■ Work to be completed ■
Which lines in the entries below contain the string "root"? Show each of them in full.

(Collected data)

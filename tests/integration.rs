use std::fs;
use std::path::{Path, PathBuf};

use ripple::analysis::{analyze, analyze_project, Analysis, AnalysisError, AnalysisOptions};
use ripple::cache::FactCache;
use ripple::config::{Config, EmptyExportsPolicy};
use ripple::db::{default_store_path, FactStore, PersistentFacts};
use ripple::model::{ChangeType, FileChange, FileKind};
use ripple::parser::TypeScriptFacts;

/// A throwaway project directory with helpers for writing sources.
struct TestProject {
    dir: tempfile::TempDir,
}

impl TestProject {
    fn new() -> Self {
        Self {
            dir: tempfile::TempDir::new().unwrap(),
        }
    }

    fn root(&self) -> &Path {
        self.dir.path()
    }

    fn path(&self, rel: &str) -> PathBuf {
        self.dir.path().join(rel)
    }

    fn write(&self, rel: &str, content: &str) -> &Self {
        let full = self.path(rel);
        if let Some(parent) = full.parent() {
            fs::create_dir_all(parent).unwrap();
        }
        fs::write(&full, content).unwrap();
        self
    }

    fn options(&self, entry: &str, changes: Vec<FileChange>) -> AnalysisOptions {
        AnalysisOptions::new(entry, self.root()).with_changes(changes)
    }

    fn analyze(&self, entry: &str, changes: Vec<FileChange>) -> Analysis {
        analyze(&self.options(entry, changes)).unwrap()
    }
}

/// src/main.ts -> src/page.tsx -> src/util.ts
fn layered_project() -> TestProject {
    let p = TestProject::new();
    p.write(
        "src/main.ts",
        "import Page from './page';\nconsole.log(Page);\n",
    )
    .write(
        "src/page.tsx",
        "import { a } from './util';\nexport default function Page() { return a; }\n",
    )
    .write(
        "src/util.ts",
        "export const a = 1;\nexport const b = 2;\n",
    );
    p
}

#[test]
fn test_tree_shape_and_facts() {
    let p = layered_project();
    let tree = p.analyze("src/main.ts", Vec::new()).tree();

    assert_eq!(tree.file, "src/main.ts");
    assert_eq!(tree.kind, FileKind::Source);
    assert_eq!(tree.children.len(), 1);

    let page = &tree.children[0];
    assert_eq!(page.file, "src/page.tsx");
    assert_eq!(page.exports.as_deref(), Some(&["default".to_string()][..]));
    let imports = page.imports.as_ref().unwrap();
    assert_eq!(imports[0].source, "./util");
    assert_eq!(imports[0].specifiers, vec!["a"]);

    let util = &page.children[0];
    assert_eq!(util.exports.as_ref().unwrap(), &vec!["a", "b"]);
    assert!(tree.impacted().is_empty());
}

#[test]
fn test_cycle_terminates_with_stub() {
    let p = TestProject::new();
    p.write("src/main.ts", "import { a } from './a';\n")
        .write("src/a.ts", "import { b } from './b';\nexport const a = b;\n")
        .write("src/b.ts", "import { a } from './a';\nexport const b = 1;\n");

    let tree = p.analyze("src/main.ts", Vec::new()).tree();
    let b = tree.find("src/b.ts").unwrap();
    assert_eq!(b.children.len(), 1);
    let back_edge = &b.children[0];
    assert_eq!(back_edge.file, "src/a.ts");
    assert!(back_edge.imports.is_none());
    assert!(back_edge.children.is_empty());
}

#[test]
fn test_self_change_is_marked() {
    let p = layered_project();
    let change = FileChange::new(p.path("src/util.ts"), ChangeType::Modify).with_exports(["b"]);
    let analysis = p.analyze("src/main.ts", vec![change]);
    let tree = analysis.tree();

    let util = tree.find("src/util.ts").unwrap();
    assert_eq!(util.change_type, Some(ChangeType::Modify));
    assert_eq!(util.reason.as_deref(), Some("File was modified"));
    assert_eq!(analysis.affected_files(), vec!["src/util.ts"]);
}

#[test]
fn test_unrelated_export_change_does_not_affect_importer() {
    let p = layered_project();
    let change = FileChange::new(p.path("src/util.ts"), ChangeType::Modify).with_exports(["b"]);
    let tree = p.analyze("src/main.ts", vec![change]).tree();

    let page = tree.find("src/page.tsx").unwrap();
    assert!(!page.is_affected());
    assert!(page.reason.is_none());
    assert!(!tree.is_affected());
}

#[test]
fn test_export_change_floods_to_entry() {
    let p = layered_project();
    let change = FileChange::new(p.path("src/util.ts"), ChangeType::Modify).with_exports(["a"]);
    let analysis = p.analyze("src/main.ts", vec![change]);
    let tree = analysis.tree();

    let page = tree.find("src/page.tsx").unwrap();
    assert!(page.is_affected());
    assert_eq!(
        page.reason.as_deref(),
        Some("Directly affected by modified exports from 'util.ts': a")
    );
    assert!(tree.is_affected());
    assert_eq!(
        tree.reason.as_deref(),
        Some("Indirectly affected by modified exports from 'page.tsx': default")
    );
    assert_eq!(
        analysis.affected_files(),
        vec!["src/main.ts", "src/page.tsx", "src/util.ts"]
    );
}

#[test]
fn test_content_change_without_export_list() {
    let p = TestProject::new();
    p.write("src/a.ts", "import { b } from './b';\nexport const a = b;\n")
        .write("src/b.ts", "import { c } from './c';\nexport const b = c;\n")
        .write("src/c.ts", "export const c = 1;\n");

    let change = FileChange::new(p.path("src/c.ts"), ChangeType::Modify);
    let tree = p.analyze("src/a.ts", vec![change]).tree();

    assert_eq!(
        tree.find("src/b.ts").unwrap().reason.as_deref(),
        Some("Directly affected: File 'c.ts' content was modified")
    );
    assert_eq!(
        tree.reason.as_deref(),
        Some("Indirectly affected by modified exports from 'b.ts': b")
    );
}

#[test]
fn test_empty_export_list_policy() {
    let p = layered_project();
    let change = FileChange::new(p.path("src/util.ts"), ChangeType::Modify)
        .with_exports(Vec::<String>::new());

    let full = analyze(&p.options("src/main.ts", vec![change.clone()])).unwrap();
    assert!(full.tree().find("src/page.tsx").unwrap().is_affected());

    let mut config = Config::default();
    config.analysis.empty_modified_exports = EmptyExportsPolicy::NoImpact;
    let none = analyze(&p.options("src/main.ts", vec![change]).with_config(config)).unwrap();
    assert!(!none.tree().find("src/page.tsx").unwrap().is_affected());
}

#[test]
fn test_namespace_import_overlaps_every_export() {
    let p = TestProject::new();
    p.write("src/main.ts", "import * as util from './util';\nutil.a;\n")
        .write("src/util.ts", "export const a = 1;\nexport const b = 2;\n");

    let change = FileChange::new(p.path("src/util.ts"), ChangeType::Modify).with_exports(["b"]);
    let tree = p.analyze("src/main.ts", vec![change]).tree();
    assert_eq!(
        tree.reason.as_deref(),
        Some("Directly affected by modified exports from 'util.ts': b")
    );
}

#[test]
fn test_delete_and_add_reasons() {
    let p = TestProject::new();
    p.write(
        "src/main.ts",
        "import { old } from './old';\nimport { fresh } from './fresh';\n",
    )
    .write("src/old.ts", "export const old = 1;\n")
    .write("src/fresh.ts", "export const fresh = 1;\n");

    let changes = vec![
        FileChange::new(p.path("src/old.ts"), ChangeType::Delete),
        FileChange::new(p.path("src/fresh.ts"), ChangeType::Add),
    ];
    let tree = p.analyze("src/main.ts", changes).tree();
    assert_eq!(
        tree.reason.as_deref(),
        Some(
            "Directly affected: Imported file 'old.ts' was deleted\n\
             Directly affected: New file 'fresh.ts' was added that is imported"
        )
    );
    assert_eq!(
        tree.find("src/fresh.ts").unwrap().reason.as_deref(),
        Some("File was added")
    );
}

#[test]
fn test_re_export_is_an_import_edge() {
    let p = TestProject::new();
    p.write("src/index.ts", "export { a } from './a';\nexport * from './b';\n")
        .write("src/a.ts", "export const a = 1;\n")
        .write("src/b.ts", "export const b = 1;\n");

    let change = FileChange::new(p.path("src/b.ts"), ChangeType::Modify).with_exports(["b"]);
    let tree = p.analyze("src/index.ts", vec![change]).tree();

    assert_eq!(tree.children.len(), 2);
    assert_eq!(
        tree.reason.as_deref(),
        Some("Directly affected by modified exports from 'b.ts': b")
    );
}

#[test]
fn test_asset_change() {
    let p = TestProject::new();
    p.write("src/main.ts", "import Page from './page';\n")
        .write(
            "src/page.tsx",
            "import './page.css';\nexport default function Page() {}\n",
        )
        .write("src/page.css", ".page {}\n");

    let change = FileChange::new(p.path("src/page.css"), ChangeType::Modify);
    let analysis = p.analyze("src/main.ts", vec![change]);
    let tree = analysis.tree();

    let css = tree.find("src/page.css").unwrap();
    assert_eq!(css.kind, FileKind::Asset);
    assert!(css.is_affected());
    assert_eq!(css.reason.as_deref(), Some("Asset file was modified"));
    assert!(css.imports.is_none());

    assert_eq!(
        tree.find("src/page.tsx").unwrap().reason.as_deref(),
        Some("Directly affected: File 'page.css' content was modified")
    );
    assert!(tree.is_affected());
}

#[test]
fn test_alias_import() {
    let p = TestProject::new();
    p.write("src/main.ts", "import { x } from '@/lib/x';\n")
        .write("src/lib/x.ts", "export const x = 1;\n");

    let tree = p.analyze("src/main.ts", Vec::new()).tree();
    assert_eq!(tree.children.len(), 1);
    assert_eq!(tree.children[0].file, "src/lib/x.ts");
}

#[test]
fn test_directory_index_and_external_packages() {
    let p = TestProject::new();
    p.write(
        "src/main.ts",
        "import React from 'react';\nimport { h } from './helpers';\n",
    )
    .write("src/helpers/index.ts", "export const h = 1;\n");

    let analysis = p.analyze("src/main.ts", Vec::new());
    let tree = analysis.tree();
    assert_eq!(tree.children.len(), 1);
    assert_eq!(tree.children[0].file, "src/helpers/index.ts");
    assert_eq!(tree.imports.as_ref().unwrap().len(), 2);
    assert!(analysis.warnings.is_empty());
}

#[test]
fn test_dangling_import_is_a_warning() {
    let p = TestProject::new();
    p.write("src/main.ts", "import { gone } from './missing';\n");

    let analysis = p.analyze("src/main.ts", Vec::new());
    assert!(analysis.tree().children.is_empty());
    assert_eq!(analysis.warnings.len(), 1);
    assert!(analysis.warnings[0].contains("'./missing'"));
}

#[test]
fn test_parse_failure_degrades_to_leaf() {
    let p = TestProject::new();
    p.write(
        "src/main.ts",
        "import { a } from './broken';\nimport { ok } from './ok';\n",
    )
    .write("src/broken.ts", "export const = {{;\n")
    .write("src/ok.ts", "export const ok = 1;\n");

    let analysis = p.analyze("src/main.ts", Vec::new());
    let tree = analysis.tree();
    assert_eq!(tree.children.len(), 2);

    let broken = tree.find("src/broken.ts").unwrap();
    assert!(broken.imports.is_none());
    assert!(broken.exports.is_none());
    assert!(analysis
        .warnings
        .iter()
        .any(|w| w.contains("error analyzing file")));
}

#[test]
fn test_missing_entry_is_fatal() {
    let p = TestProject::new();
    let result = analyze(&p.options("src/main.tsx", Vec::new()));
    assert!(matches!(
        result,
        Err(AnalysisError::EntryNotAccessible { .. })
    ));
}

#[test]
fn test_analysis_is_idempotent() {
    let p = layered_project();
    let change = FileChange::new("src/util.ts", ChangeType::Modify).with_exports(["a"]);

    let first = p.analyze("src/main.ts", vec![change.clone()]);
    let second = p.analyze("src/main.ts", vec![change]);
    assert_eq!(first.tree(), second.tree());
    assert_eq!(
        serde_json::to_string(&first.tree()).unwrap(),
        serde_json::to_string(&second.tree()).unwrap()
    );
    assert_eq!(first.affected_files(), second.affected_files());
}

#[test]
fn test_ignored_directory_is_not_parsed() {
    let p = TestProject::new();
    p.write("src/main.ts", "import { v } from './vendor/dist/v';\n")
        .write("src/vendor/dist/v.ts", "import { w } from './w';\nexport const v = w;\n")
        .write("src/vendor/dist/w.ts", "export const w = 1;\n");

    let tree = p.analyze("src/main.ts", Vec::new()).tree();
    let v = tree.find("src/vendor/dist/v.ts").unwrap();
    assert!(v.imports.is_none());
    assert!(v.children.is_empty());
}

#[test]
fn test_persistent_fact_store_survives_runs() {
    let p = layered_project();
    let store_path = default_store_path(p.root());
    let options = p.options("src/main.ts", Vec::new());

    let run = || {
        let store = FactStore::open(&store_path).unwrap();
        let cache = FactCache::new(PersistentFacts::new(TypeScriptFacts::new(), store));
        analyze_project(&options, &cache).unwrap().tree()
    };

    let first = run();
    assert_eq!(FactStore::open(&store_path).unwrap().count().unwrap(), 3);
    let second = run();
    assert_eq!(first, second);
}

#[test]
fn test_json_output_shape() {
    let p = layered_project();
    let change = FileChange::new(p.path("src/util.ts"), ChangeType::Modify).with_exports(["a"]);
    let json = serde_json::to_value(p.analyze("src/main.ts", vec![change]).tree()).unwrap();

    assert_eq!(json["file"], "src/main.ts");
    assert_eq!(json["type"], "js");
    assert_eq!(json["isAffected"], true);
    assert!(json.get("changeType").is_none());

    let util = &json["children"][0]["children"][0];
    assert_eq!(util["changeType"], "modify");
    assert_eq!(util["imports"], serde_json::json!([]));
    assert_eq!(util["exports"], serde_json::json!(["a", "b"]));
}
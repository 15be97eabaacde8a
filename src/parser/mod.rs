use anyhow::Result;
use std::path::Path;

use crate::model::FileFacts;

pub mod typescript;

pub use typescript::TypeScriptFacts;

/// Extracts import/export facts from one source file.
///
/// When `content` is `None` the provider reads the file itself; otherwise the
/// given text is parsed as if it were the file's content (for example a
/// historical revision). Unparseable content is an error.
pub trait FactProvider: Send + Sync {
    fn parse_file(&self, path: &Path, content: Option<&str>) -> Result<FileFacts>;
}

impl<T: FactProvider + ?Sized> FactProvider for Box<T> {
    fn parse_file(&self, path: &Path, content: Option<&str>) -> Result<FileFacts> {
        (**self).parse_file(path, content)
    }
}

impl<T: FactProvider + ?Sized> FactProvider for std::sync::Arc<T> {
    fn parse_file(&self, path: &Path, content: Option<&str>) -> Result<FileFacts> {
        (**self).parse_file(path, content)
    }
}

■ Response to this exercise ■
    fn root(&self) -> &Path {
        AnalysisOptions::new(entry, self.root()).with_changes(changes)
    let store_path = default_store_path(p.root());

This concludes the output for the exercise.